Given data —
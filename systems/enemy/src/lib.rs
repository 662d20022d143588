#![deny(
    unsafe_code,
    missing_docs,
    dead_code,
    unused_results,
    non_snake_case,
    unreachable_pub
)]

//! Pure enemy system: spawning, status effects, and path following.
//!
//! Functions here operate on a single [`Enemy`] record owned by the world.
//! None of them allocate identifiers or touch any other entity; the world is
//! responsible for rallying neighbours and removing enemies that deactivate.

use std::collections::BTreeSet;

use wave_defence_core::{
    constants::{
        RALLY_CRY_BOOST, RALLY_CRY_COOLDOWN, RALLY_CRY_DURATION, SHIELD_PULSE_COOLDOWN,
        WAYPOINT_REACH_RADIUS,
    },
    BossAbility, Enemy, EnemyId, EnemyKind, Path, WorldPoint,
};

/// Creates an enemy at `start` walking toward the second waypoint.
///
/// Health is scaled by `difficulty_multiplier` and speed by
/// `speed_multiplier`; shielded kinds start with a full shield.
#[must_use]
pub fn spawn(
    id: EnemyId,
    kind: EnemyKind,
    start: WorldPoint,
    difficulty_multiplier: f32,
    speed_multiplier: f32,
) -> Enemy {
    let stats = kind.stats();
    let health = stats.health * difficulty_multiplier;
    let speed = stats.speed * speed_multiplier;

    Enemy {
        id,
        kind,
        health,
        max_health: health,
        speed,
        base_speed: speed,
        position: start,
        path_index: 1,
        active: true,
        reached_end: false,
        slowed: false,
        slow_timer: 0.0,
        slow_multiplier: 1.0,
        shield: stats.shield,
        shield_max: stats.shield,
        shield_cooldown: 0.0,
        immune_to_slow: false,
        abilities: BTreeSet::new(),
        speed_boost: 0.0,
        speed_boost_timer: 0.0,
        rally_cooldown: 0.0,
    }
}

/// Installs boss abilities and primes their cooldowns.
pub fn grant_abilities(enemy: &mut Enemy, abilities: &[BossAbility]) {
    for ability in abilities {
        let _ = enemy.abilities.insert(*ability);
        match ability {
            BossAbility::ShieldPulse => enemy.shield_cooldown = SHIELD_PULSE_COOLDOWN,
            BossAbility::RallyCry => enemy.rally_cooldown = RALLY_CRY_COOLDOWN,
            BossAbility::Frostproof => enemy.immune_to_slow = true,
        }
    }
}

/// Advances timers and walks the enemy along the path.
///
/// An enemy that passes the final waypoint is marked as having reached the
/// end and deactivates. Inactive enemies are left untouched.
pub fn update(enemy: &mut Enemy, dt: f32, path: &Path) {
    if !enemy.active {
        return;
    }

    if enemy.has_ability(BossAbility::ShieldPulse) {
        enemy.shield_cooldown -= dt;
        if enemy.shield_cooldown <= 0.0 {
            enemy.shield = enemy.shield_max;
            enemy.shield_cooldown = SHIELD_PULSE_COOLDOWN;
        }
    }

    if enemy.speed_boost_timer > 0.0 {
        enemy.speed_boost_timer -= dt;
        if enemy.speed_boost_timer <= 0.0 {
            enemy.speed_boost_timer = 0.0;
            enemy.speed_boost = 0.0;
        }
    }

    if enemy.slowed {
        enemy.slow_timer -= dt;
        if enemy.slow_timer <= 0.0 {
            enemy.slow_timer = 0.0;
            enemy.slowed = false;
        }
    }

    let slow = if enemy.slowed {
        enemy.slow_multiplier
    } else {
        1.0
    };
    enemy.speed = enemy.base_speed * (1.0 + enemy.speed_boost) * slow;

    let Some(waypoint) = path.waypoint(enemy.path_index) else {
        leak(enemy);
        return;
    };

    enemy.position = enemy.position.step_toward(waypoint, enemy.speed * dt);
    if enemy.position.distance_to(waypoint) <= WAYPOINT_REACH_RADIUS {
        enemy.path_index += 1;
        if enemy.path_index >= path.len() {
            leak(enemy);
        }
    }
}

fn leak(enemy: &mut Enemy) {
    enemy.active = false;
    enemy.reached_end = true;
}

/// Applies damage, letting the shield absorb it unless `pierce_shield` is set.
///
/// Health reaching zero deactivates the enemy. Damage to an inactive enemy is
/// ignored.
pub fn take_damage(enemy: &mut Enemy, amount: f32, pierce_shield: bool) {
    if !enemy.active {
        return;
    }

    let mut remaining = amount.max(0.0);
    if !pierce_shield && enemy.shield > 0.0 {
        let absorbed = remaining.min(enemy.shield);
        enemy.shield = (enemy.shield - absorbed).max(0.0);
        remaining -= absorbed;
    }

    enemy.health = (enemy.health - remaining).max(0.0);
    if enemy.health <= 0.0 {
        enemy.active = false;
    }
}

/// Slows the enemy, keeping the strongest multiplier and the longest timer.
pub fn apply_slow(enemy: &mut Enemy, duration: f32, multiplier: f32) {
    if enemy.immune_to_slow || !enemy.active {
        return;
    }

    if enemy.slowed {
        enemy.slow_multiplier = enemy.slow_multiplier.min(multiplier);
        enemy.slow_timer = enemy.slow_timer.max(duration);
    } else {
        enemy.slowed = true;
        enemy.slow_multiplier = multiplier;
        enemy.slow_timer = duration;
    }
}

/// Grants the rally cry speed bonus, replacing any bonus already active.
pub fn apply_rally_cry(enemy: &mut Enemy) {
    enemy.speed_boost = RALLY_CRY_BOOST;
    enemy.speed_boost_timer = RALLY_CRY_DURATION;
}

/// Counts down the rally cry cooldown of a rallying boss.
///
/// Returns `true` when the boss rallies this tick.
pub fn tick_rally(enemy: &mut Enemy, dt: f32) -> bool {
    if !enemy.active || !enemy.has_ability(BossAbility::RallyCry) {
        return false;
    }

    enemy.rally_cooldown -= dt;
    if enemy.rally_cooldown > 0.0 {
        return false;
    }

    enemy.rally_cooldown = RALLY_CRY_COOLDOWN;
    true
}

Required work — Take the line that contains "if enemy.immune_to_slow ||" and each line after it down to the last of the records, and retype them exactly; add nothing else.

The answer —
    if enemy.immune_to_slow || !enemy.active {
        return;
    }

    if enemy.slowed {
        enemy.slow_multiplier = enemy.slow_multiplier.min(multiplier);
        enemy.slow_timer = enemy.slow_timer.max(duration);
    } else {
        enemy.slowed = true;
        enemy.slow_multiplier = multiplier;
        enemy.slow_timer = duration;
    }
}

/// Grants the rally cry speed bonus, replacing any bonus already active.
pub fn apply_rally_cry(enemy: &mut Enemy) {
    enemy.speed_boost = RALLY_CRY_BOOST;
    enemy.speed_boost_timer = RALLY_CRY_DURATION;
}

/// Counts down the rally cry cooldown of a rallying boss.
///
/// Returns `true` when the boss rallies this tick.
pub fn tick_rally(enemy: &mut Enemy, dt: f32) -> bool {
    if !enemy.active || !enemy.has_ability(BossAbility::RallyCry) {
        return false;
    }

    enemy.rally_cooldown -= dt;
    if enemy.rally_cooldown > 0.0 {
        return false;
    }

    enemy.rally_cooldown = RALLY_CRY_COOLDOWN;
    true
}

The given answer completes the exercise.